Si ese segundo camión tenía permiso, tampoco lo sabe. Las citas no las conoce, ni las guías, ni quién maneja. Dice que pasaron dos con una sola apertura y le muestra la placa y el video. Lo demás lo pone quien mira.

Preguntas

¿Cómo distingue IRIS dos camiones pegados de uno largo?
Sobre la imagen del carril, contándolos por separado. El contador de la barrera no interviene: lo que hace es seguir a cada vehículo desde que entra al encuadre hasta que sale, y así un camión con remolque suma uno y dos camiones pegados suman dos, aunque los separe medio metro. Y el aviso no llega solo: llega con la cámara, la hora, el video del paso y la placa del segundo vehículo, que es precisamente la que hoy no queda escrita en ninguna parte.
¿Hay que cambiar la barrera o la balanza?
No hay que cambiar nada. IRIS trabaja con la cámara que usted ya tiene apuntando al carril; la barrera y la balanza se quedan como están. No hay que conectar nada a su electrónica ni tocar el control de accesos.
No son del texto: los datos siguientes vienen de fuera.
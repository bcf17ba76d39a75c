use std::path::PathBuf;

use anyhow::{Context, Error, Result};
use clap::Args;
use serde_json::{Value, json};

use super::{ValidationCommandFailure, emit};
use crate::config::RuntimePaths;
use crate::models::QueryEnvelope;
use crate::results::{ChartCleanOptions, clean_chart_data, validate_query_result};

const COMMAND: &str = "result";

#[derive(Debug, Clone, Args)]
pub struct ResultArgs {
    /// JSON file holding a `{ columns, rows }` query result, or a bare row
    /// array when cleaning.
    #[arg(value_name = "JSON")]
    pub input: PathBuf,

    /// Clean the rows for charting instead of validating the result.
    #[arg(long, default_value_t = false)]
    pub clean: bool,

    #[arg(long, default_value_t = 1_000)]
    pub max_rows: usize,

    #[arg(long, default_value_t = false)]
    pub keep_null_rows: bool,

    #[arg(long, default_value_t = 0.5)]
    pub null_threshold: f64,
}

pub fn run(args: &ResultArgs, runtime_paths: &RuntimePaths) -> Result<()> {
    let path = runtime_paths.resolve(&args.input)?;
    let raw = std::fs::read_to_string(&path)
        .with_context(|| format!("failed to read query result: {}", path.display()))?;
    let document: Value = serde_json::from_str(&raw)
        .with_context(|| format!("query result is not valid JSON: {}", path.display()))?;

    if args.clean {
        return run_clean(args, &document);
    }

    let validation = validate_query_result(&document);
    tracing::info!(
        valid = validation.is_valid,
        empty = validation.is_empty,
        warnings = validation.warnings.len(),
        "query result validated"
    );
    if !validation.is_valid {
        return Err(rejection(
            "result_invalid",
            &validation.errors,
            json!({ "result_validation": validation }),
        ));
    }

    let envelope = QueryEnvelope::ok(COMMAND, json!(validation))
        .with_meta("input", json!(path.display().to_string()))
        .with_warnings("result_quality", validation.warnings);
    emit(&envelope)
}

fn run_clean(args: &ResultArgs, document: &Value) -> Result<()> {
    let options = ChartCleanOptions {
        remove_null_rows: !args.keep_null_rows,
        null_threshold: args.null_threshold,
        max_rows: args.max_rows,
    };
    // A saved query result is accepted as well as a bare row array.
    let rows = document.get("rows").unwrap_or(document);
    let cleaned = clean_chart_data(rows, &options);
    tracing::info!(
        valid = cleaned.is_valid,
        rows = cleaned.cleaned_data.len(),
        warnings = cleaned.warnings.len(),
        "chart data cleaned"
    );
    if !cleaned.is_valid {
        return Err(rejection(
            "chart_data_invalid",
            &cleaned.errors,
            json!({ "chart_data": cleaned }),
        ));
    }

    let envelope = QueryEnvelope::ok(COMMAND, json!(cleaned))
        .with_meta("max_rows", json!(options.max_rows))
        .with_meta("null_threshold", json!(options.null_threshold))
        .with_meta("remove_null_rows", json!(options.remove_null_rows))
        .with_warnings("chart_data_cleaned", cleaned.warnings);
    emit(&envelope)
}

fn rejection(code: &str, errors: &[String], details: Value) -> Error {
    let message = errors
        .first()
        .cloned()
        .unwrap_or_else(|| "query result rejected".to_string());
    Error::new(ValidationCommandFailure::new(
        QueryEnvelope::error(COMMAND, code, message).with_error_details(details),
    ))
}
Si además nos pasan la señal de apertura o el archivo de pesajes, IRIS los cruza con lo que vio y el aviso sale más afinado, pero para empezar no hace falta: lo que se cuenta, se cuenta sobre la imagen.
¿Sirve también para saber qué camiones no se pesaron?
Sí, y es la misma idea mirada al revés: en vez de contar los que cruzan, marca los que pasan de largo. Ve el camión, ve que va cargado, ve por qué vía sale y ve que no se detuvo sobre la plataforma. Cuando eso ocurre avisa con la placa y el video, y guarda el paso para el cierre del día. Al terminar el turno usted tiene una lista corta de salidas sin pesaje, en vez de una planilla de balanza que no cuadra y nadie sabe por qué.
¿Y de noche, con faros de frente o con lluvia?
Sí, con la condición de siempre: si la cámara ve el carril, IRIS lo entiende. La puerta de un patio es de los lugares más fáciles, porque suele estar iluminada y el encuadre no se mueve. Donde hay que mirar dos veces es con contraluz al amanecer, con faros de frente o con lluvia fuerte sobre el lente. Ahí la placa puede no leerse aunque el paso sí se detecte, y lo honesto es decirlo antes: el conteo aguanta más que la lectura de la placa.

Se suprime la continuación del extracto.